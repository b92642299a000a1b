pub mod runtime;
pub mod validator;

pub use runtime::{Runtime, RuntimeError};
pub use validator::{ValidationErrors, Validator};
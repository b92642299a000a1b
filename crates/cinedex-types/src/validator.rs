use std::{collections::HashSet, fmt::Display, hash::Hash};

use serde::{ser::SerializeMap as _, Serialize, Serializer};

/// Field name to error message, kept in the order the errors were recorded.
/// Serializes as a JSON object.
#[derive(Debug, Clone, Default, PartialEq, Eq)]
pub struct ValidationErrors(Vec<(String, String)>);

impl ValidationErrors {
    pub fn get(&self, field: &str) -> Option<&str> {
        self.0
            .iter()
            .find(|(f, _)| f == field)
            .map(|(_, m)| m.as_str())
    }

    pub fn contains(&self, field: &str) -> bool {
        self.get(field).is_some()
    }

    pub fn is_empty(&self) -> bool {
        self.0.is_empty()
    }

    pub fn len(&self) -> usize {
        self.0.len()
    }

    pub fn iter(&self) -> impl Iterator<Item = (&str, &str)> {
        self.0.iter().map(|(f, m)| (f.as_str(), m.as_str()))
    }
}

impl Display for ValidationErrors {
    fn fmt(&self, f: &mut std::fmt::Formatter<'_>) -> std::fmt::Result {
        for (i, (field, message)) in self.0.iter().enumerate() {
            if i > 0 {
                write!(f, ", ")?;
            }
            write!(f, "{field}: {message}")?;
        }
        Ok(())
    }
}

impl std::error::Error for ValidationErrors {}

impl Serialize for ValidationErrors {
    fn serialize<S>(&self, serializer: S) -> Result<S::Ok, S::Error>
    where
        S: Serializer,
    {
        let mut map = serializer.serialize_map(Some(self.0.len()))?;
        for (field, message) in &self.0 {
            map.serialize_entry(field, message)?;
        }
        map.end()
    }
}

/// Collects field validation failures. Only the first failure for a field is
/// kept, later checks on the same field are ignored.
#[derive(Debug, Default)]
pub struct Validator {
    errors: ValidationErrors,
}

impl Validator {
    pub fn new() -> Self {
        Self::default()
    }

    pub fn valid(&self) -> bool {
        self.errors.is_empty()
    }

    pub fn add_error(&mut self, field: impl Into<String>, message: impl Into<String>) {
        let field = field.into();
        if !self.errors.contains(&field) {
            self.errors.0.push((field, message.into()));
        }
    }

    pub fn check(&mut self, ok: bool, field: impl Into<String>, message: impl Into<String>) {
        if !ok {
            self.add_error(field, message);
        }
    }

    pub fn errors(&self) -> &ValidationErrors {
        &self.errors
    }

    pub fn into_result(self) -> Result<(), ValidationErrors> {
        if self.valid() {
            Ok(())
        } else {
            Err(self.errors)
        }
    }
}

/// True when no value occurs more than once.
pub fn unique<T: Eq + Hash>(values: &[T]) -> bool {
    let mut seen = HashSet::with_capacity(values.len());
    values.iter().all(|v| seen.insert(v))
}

...

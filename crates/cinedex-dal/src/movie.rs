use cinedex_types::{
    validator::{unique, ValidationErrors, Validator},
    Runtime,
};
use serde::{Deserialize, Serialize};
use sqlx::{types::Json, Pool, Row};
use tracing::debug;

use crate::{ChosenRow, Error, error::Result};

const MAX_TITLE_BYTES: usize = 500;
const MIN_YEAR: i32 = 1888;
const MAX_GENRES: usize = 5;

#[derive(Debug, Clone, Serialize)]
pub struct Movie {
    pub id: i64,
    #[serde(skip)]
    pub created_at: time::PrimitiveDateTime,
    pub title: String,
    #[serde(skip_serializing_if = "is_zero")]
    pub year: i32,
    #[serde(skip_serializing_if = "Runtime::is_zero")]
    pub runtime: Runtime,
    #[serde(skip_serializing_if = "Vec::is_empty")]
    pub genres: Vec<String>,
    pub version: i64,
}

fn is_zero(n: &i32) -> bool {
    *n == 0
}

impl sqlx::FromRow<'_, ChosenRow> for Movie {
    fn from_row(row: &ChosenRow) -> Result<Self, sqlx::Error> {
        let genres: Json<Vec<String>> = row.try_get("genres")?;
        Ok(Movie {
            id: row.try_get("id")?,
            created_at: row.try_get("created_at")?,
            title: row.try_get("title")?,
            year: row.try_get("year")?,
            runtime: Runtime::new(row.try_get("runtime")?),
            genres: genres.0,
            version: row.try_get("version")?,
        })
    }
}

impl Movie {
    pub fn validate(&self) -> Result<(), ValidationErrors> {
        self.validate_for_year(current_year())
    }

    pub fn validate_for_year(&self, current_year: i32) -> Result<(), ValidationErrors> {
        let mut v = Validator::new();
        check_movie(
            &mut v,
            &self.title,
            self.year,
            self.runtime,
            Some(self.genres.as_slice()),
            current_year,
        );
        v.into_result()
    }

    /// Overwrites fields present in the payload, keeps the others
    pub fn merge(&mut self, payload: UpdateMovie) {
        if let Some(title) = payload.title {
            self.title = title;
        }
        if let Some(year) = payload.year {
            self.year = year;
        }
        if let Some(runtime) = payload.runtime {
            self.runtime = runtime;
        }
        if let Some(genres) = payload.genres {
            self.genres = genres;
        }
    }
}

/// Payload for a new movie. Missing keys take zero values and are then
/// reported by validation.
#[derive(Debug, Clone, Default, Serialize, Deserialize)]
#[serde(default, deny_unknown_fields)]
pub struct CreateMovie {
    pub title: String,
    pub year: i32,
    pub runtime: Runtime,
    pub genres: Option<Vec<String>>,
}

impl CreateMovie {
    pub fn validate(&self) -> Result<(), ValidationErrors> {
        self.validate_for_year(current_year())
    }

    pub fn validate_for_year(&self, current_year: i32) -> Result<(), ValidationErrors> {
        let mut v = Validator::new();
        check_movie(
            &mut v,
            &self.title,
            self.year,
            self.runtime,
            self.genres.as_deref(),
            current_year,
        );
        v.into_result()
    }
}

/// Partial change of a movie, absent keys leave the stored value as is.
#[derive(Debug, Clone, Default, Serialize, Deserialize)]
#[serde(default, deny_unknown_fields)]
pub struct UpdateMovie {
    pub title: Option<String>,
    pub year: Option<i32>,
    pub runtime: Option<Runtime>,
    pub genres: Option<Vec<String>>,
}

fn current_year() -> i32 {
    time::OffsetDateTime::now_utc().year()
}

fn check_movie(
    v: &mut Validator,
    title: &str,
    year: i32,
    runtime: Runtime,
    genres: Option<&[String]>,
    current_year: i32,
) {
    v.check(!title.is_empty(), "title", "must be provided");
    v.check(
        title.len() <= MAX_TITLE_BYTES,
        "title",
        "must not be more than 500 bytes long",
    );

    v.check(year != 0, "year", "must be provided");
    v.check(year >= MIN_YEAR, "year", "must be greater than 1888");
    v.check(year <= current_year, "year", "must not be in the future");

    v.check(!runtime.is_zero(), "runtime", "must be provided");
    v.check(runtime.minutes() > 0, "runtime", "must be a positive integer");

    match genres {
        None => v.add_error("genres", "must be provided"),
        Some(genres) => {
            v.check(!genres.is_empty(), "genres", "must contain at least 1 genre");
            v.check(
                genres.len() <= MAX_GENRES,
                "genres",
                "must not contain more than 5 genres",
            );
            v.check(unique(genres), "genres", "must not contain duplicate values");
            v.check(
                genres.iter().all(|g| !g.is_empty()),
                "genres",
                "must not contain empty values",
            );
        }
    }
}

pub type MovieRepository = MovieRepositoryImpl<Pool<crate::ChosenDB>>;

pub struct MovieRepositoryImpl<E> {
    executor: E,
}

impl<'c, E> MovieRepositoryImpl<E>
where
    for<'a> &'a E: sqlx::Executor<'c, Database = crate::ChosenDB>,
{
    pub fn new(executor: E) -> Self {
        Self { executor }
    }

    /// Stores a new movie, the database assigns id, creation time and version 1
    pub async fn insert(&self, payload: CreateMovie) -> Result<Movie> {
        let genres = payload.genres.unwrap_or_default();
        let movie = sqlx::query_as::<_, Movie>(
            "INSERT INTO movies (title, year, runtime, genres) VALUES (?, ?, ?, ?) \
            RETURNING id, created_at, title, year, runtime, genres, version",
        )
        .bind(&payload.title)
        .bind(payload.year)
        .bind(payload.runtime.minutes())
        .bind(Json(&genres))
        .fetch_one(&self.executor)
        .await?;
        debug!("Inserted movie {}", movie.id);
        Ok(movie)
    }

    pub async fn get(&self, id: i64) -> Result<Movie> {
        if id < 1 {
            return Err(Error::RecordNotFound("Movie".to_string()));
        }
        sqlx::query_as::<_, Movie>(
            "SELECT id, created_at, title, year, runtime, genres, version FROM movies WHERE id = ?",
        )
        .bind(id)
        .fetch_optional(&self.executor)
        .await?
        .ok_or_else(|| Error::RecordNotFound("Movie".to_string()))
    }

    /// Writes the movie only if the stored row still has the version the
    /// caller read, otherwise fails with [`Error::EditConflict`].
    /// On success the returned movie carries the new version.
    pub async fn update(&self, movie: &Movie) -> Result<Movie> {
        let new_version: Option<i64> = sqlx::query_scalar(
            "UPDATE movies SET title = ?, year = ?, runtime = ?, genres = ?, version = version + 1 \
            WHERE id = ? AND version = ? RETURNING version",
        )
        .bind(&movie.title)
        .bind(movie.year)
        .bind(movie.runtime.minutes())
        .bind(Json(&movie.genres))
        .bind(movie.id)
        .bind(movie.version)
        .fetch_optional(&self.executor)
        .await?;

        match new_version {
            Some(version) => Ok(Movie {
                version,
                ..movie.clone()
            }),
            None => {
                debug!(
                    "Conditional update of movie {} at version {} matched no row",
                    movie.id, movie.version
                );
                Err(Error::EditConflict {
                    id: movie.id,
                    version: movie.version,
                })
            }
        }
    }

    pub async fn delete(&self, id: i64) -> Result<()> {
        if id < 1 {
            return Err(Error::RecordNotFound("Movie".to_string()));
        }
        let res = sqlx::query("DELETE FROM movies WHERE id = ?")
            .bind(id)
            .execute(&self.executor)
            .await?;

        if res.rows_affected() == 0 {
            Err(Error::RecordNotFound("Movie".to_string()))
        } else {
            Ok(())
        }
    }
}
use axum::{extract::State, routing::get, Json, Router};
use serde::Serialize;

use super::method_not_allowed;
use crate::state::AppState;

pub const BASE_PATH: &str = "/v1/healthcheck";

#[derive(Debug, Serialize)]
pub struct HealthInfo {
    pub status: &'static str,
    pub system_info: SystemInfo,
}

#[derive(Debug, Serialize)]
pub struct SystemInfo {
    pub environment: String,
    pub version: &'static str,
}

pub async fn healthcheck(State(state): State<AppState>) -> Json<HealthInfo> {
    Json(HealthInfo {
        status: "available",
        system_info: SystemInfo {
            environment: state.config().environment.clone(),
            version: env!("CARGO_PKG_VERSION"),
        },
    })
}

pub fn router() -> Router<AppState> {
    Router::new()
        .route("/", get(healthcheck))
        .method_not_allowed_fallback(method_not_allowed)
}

§ **Problem to work on**
From the entries above, show each line that includes the string "than".

§ **Answer to the exercise**
/// True when no value occurs more than once.
        "must not be more than 500 bytes long",
    v.check(year >= MIN_YEAR, "year", "must be greater than 1888");
                "must not contain more than 5 genres",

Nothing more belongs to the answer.